Legs Fabricated with 2x2 pine

Legs Fabricated with 2x2 pine

Table Legs Primed with Exterior Primer

Table Legs Primed with Exterior Primer

Legs Painted with Rustoleum Universal Metallic Flat Soft Iron spray paint

Legs Painted with Rustoleum Universal Metallic Flat Soft Iron spray paint

We topped the legs with our recycled concrete slab and sealed the concrete with the Buddy Rhodes concrete countertop sealer. If was to do this project again, I would have used the Buddy Rhodes mix instead of the cheap big box mix (the BR mix is lot lighter and easy to use.)

Top sealed with Buddy Rhodes Satin Sealer

Sealed with Buddy Rhodes Satin Sealer

If you were to do this project, you could easily pour the concrete top yourself, or buy a prefab concrete patio stone at the big box store.
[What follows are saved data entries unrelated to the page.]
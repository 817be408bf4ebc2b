use assert_cmd::Command;
use predicates::prelude::*;
use predicates::str::contains;
use regex::Regex;
use tempfile::TempDir;

fn script_cmd(home: &TempDir) -> Command {
    let mut cmd = Command::cargo_bin("form_session_cli").expect("binary exists");
    cmd.env("FORM_SESSION_CLI_SCRIPT", "1")
        .env("FORM_SESSION_HOME", home.path())
        .env("RUST_LOG", "off");
    cmd
}

const WALKTHROUGH: &str = "\
enter Al
enter Alice Smith
enter 5551234567
enter alice@example.com
enter Porto
enter Basketball
enter Celtics
enter Larry Bird
";

#[test]
fn script_mode_walks_the_wizard_to_display() {
    let home = TempDir::new().unwrap();
    script_cmd(&home)
        .write_stdin(format!("{WALKTHROUGH}exit\n"))
        .assert()
        .success()
        .stdout(contains("Step 1 of 7"))
        .stdout(contains("Please enter a valid full name."))
        .stdout(contains("*** Form submitted successfully! ***"))
        .stdout(contains("Submitted Data"))
        .stdout(contains("Larry Bird"));
}

#[test]
fn script_mode_edit_save_and_cancel() {
    let home = TempDir::new().unwrap();
    let input = format!(
        "{WALKTHROUGH}wait 3000\nedit\nset phone 123\nsave\ncancel\njson\nexit\n"
    );
    let output = script_cmd(&home).write_stdin(input).output().unwrap();
    assert!(output.status.success());
    let stdout = String::from_utf8_lossy(&output.stdout);

    assert!(stdout.contains("Please enter a valid phone."), "{stdout}");
    assert!(stdout.contains("1 field(s) need attention"), "{stdout}");
    assert!(stdout.contains("\"mode\": \"display\""), "{stdout}");
    // The cancelled edit leaves the typed value in place.
    assert!(stdout.contains("\"value\": \"123\""), "{stdout}");
    assert!(stdout.contains("\"submitted\": \"5551234567\""), "{stdout}");
    // The banner expired during `wait`.
    assert!(!stdout.contains("\"transient_message\""), "{stdout}");
}

#[test]
fn unknown_commands_get_a_suggestion() {
    let home = TempDir::new().unwrap();
    script_cmd(&home)
        .write_stdin("sav\nexit\n")
        .assert()
        .success()
        .stdout(contains("Unknown command `sav`"))
        .stdout(contains("Did you mean `save`?"));
}

#[test]
fn actions_outside_their_mode_print_a_hint() {
    let home = TempDir::new().unwrap();
    script_cmd(&home)
        .write_stdin("save\nexit\n")
        .assert()
        .success()
        .stdout(contains("not available in wizard mode"))
        .stdout(contains("enter <value>"));
}

#[test]
fn json_view_reports_session_identity() {
    let home = TempDir::new().unwrap();
    let output = script_cmd(&home)
        .write_stdin("json\nexit\n")
        .output()
        .unwrap();
    let stdout = String::from_utf8_lossy(&output.stdout);
    let uuid = Regex::new(r#""session_id": "[0-9a-f-]{36}""#).unwrap();
    assert!(uuid.is_match(&stdout), "{stdout}");
    assert!(stdout.contains("\"advance_label\": \"Next\""), "{stdout}");
}

#[test]
fn version_prints_build_metadata() {
    let home = TempDir::new().unwrap();
    script_cmd(&home)
        .write_stdin("version\nexit\n")
        .assert()
        .success()
        .stdout(contains("form_session").and(contains("rustc:")));
}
If your patio stone has a texture on it, consider flipping it upside down so the raw concrete side is exposed. Make legs to fit your slab, seal it and you've got an inexpensive industrial table!

Here's a few more shots of our finished table.

DIY Concrete Side Table

DIY Concrete Side Table

photo 1 (1)

Concrete Side Table

photo 1 (2)

Completed Table

SOURCE LIST:

Materialst:
Concrete - Hardware Store
Concrete Sealer - Buddy Rhodes
1 2x2x10 kiln dried pine - Downtown Lumber
2 1/2" pocket hole screws - Lee Valley Tools
Zinnser Primer - Home Depot
Rustoleum Universal Flat Metallic Soft Iron spray paint - Home Depot

Tools
Drill & Driver - Milwaukee
Measuring Tape
Kreg Jig - Lee Valley

Difficulty Level (on a scale of 1-5):

two out of five

Total Cost $40

 

Beats spending $1155 at Restoration Hardware for this, doesn't it?!

 

Restoration Hardware Belgian Trestle Weathered Side Table

Restoration Hardware Belgian Trestle Weathered Side Table

 

What do you think of our new table? Would you give a try at making one?

7 Responses

  1. Wow that looks great and such a great idea for using your test slab. Great use of recyclable materials!
  2. Hi Kristen, I love your concrete tabletop! I bugged my husband for several years and when we remodeled our kitchen he finally gave in. With the help of our 2 boys we now have a concrete countertop without any seams. He framed and poured the concrete over the original countertop. It turned out really well. He added black sand, graphite color and some pieces of iridescent glass shards. We both wished we had added more glass pieces, but he wasn't sure what the look would be, but all in all we love it.
  3. Just stopping by to let you know that I featured this project on my site! Check it out here: http://www.diylookbook.com/concrete-side-table/
  4. Wow! What a classy table. Love it. It looks gorgeous with the warm wood.
  5. Lynne
    Looks great! It got me to wondering how your kitchen counters are holding up to stains, chips, etc? Would you consider a follow up post after enough time has passed living with them?
    • Hi Lynne, They're holding up amazingly! No cracks or chips. A few stains (all my fault), but the stains are pretty easy to deal with (a light sand, and re-seal) I will for sure give an update post sometime soon!
      • Vanessa
        oooo excellent! I was wanting to second the concrete counter update post, esp since after reading about yours, it's one of the choices we're thinking of for our kitchen redo.